■ **How to complete this task**: The task here is to set down every line of the listing exactly.

■ **Task data**:
------------------------------------
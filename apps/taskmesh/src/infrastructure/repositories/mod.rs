// Repository implementations (data access layer)
// Adapters that implement domain repository interfaces

pub mod in_memory_run_repository;
pub mod sqlite_run_repository;

pub use in_memory_run_repository::{InMemoryRunRepository, StoredAgent, StoredRun};
pub use sqlite_run_repository::SqliteRunRepository;
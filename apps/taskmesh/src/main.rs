use std::sync::Arc;

use anyhow::{Context, Result};
use clap::Parser;
use inquire::validator::Validation;
use inquire::{CustomType, Select, Text};
use tracing::Level;

use taskmesh::agents::{ManagerAgent, RunPlan, RunSummary};
use taskmesh::config::{OrchestratorConfig, Settings};
use taskmesh::infrastructure::repositories::SqliteRunRepository;
use taskmesh::llm::{OllamaClient, OllamaConfig};

const EXAMPLE_TASKS: [&str; 2] = [
    "Scrape techmeme.com and summarize the top headlines.",
    "Analyze image.jpg in your folder and describe the image.",
];
const CUSTOM_TASK: &str = "Enter my own task";

#[derive(Debug, Parser)]
#[command(name = "taskmesh", version, about = "Manager/worker LLM agent orchestration")]
struct Cli {
    /// Log model responses and inter-agent messages
    #[arg(short, long)]
    verbose: bool,
}

#[tokio::main]
async fn main() -> Result<()> {
    let cli = Cli::parse();

    // Initialize tracing
    tracing_subscriber::fmt()
        .with_max_level(if cli.verbose { Level::DEBUG } else { Level::INFO })
        .init();

    // Load environment variables
    dotenv::dotenv().ok();
    let settings = Settings::from_env()?;

    let client = OllamaClient::new(OllamaConfig {
        base_url: settings.ollama_host.clone(),
        timeout: settings.request_timeout,
    })?;

    tracing::info!("Connecting to database...");
    let store = SqliteRunRepository::connect(&settings.database_url)
        .await
        .map_err(anyhow::Error::msg)
        .context("Failed to open the run store")?;
    tracing::info!("Database connected successfully");

    let task = prompt_task()?;

    let manager = ManagerAgent::new(
        Arc::new(client),
        Arc::new(store),
        OrchestratorConfig::new(settings.model_name.clone()),
    );

    let subtasks = manager.decompose_goal(&task).await?;
    println!("\nSubtasks:");
    for (i, subtask) in subtasks.iter().enumerate() {
        println!("  {}. {}", i + 1, subtask);
    }

    // Sized after the user has seen the decomposition
    let plan = RunPlan::new(
        prompt_count("Number of worker agents:")?,
        prompt_count("Iterations per subtask:")?,
    )?;

    let summary = manager.execute(&task, subtasks, plan).await?;
    print_summary(&summary);
    Ok(())
}

fn prompt_task() -> Result<String> {
    let mut options: Vec<&str> = EXAMPLE_TASKS.to_vec();
    options.push(CUSTOM_TASK);

    let choice = Select::new("Main task:", options).prompt()?;
    if choice != CUSTOM_TASK {
        return Ok(choice.to_string());
    }

    let task = Text::new("Describe the task:")
        .with_validator(|input: &str| {
            if input.trim().is_empty() {
                Ok(Validation::Invalid("The task cannot be empty".into()))
            } else {
                Ok(Validation::Valid)
            }
        })
        .prompt()?;
    Ok(task.trim().to_string())
}

/// Blank input means 1
fn prompt_count(message: &str) -> Result<usize> {
    let count = CustomType::<usize>::new(message)
        .with_default(1)
        .with_error_message("Please type a whole number")
        .with_validator(|n: &usize| {
            if *n >= 1 {
                Ok(Validation::Valid)
            } else {
                Ok(Validation::Invalid("Must be at least 1".into()))
            }
        })
        .prompt()?;
    Ok(count)
}

fn print_summary(summary: &RunSummary) {
    println!("\nAssignments:");
    for worker in &summary.workers {
        println!("  {}: {:?}", worker.worker, worker.subtasks);
    }

    println!("\nSummaries:");
    for worker in &summary.workers {
        for line in &worker.summaries {
            println!("  {}", line);
        }
    }

    println!("\nReview trace:");
    for worker in &summary.workers {
        for entry in &worker.trace {
            println!(
                "  {} task {} iteration {}: {}",
                worker.worker,
                entry.subtask_index + 1,
                entry.iteration + 1,
                entry.content
            );
        }
    }

    println!(
        "\nRun {} finished in {:.1}s (~{} tokens)",
        summary.run_id,
        summary.elapsed.as_secs_f64(),
        summary.total_tokens
    );
}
------------------------------------
■ **Exercise output**:
filename apps/taskmesh/src/infrastructure/repositories/mod.rs
// Repository implementations (data access layer)
// Adapters that implement domain repository interfaces

pub mod in_memory_run_repository;
pub mod sqlite_run_repository;

pub use in_memory_run_repository::{InMemoryRunRepository, StoredAgent, StoredRun};
pub use sqlite_run_repository::SqliteRunRepository;
filename apps/taskmesh/src/main.rs
use std::sync::Arc;

use anyhow::{Context, Result};
use clap::Parser;
use inquire::validator::Validation;
use inquire::{CustomType, Select, Text};
use tracing::Level;

use taskmesh::agents::{ManagerAgent, RunPlan, RunSummary};
use taskmesh::config::{OrchestratorConfig, Settings};
use taskmesh::infrastructure::repositories::SqliteRunRepository;
use taskmesh::llm::{OllamaClient, OllamaConfig};

const EXAMPLE_TASKS: [&str; 2] = [
    "Scrape techmeme.com and summarize the top headlines.",
    "Analyze image.jpg in your folder and describe the image.",
];
const CUSTOM_TASK: &str = "Enter my own task";

#[derive(Debug, Parser)]
#[command(name = "taskmesh", version, about = "Manager/worker LLM agent orchestration")]
struct Cli {
    /// Log model responses and inter-agent messages
    #[arg(short, long)]
    verbose: bool,
}

#[tokio::main]
async fn main() -> Result<()> {
    let cli = Cli::parse();

    // Initialize tracing
    tracing_subscriber::fmt()
        .with_max_level(if cli.verbose { Level::DEBUG } else { Level::INFO })
        .init();

    // Load environment variables
    dotenv::dotenv().ok();
    let settings = Settings::from_env()?;

    let client = OllamaClient::new(OllamaConfig {
        base_url: settings.ollama_host.clone(),
        timeout: settings.request_timeout,
    })?;

    tracing::info!("Connecting to database...");
    let store = SqliteRunRepository::connect(&settings.database_url)
        .await
        .map_err(anyhow::Error::msg)
        .context("Failed to open the run store")?;
    tracing::info!("Database connected successfully");

    let task = prompt_task()?;

    let manager = ManagerAgent::new(
        Arc::new(client),
        Arc::new(store),
        OrchestratorConfig::new(settings.model_name.clone()),
    );

    let subtasks = manager.decompose_goal(&task).await?;
    println!("\nSubtasks:");
    for (i, subtask) in subtasks.iter().enumerate() {
        println!("  {}. {}", i + 1, subtask);
    }

    // Sized after the user has seen the decomposition
    let plan = RunPlan::new(
        prompt_count("Number of worker agents:")?,
        prompt_count("Iterations per subtask:")?,
    )?;

    let summary = manager.execute(&task, subtasks, plan).await?;
    print_summary(&summary);
    Ok(())
}

fn prompt_task() -> Result<String> {
    let mut options: Vec<&str> = EXAMPLE_TASKS.to_vec();
    options.push(CUSTOM_TASK);

    let choice = Select::new("Main task:", options).prompt()?;
    if choice != CUSTOM_TASK {
        return Ok(choice.to_string());
    }

    let task = Text::new("Describe the task:")
        .with_validator(|input: &str| {
            if input.trim().is_empty() {
                Ok(Validation::Invalid("The task cannot be empty".into()))
            } else {
                Ok(Validation::Valid)
            }
        })
        .prompt()?;
    Ok(task.trim().to_string())
}

/// Blank input means 1
fn prompt_count(message: &str) -> Result<usize> {
    let count = CustomType::<usize>::new(message)
        .with_default(1)
        .with_error_message("Please type a whole number")
        .with_validator(|n: &usize| {
            if *n >= 1 {
                Ok(Validation::Valid)
            } else {
                Ok(Validation::Invalid("Must be at least 1".into()))
            }
        })
        .prompt()?;
    Ok(count)
}

fn print_summary(summary: &RunSummary) {
    println!("\nAssignments:");
    for worker in &summary.workers {
        println!("  {}: {:?}", worker.worker, worker.subtasks);
    }

    println!("\nSummaries:");
    for worker in &summary.workers {
        for line in &worker.summaries {
            println!("  {}", line);
        }
    }

    println!("\nReview trace:");
    for worker in &summary.workers {
        for entry in &worker.trace {
            println!(
                "  {} task {} iteration {}: {}",
                worker.worker,
                entry.subtask_index + 1,
                entry.iteration + 1,
                entry.content
            );
        }
    }

    println!(
        "\nRun {} finished in {:.1}s (~{} tokens)",
        summary.run_id,
        summary.elapsed.as_secs_f64(),
        summary.total_tokens
    );
}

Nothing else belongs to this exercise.